> **Exercise description**
For every line that contains the string "InvalidOption", pull that line out of the material below.
----
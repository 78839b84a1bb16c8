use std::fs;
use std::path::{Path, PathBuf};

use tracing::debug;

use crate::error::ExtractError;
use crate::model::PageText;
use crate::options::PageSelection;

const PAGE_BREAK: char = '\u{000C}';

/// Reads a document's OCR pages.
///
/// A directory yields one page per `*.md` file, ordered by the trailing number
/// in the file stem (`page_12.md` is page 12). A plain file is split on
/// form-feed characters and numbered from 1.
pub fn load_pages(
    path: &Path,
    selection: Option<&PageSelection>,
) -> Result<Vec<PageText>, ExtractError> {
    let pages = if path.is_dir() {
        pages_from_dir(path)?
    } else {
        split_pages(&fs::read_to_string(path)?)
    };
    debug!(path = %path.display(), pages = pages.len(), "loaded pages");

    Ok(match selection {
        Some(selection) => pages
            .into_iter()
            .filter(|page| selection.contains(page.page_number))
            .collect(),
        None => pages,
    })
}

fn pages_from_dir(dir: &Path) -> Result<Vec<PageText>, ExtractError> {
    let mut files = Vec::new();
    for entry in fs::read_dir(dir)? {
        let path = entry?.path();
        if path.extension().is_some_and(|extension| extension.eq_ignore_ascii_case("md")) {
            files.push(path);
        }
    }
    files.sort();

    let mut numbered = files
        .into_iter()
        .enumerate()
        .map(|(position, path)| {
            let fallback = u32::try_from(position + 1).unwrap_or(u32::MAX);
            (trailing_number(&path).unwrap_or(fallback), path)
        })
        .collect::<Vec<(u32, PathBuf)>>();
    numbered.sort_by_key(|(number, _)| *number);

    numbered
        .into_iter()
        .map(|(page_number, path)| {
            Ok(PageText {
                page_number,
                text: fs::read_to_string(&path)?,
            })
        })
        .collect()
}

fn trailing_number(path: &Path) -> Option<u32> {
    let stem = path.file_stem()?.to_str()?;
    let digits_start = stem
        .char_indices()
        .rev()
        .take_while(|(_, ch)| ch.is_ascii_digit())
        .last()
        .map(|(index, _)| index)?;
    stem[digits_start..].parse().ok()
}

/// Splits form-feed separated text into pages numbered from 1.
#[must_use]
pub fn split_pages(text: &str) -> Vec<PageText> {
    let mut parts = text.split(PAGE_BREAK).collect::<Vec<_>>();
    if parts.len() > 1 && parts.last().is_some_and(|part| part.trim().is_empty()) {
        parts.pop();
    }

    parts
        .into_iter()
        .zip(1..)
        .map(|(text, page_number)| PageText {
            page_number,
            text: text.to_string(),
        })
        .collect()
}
----
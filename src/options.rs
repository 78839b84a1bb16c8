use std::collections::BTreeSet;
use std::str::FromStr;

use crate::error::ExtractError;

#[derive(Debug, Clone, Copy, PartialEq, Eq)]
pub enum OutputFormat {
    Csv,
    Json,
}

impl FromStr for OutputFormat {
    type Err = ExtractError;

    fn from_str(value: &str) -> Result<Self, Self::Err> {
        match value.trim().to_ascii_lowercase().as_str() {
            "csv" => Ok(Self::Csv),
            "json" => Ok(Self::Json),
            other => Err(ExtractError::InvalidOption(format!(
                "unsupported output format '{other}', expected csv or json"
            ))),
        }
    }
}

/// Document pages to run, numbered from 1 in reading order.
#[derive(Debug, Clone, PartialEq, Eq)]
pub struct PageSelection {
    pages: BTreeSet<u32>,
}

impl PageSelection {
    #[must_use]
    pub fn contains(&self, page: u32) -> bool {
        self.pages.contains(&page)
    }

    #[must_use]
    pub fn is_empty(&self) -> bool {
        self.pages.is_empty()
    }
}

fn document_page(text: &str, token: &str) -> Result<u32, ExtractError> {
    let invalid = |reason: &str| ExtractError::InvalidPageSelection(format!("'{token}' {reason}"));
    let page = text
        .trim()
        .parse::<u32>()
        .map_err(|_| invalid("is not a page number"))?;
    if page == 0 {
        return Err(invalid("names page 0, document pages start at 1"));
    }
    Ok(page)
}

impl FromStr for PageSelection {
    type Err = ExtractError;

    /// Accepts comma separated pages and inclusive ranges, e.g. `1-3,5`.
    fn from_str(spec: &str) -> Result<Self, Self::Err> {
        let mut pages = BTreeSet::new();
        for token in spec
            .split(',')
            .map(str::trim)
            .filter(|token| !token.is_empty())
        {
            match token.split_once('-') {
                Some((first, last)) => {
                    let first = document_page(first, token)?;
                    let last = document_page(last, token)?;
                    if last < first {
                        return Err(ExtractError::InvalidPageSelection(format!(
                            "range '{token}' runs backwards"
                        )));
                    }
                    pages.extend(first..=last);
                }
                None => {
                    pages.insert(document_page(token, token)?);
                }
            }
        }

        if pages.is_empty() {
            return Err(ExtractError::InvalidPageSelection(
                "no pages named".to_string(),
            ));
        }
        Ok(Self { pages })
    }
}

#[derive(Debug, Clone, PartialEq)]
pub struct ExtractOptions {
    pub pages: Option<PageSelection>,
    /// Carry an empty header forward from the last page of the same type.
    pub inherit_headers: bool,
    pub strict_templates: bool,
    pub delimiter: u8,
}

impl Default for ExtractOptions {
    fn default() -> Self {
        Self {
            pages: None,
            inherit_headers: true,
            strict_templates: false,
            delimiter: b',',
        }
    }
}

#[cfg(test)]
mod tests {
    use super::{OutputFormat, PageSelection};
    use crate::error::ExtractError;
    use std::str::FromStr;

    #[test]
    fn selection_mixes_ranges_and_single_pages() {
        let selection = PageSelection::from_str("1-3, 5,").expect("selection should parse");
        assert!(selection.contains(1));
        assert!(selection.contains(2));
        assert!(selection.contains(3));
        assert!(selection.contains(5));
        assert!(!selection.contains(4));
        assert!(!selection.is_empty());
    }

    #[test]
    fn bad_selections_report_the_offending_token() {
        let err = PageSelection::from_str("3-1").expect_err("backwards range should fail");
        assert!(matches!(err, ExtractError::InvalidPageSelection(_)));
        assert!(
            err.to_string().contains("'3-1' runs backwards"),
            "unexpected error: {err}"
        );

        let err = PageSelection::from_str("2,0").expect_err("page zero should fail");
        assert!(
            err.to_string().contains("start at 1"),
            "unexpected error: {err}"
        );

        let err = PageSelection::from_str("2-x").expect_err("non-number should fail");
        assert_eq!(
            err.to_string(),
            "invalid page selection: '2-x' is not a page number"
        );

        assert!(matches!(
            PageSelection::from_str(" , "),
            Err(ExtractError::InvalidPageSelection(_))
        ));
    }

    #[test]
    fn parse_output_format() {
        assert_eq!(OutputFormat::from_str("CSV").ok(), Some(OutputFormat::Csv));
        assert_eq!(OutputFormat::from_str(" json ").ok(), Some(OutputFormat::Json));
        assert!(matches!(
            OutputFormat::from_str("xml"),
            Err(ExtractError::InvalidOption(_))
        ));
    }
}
----
> **Task output**
            other => Err(ExtractError::InvalidOption(format!(
            Err(ExtractError::InvalidOption(_))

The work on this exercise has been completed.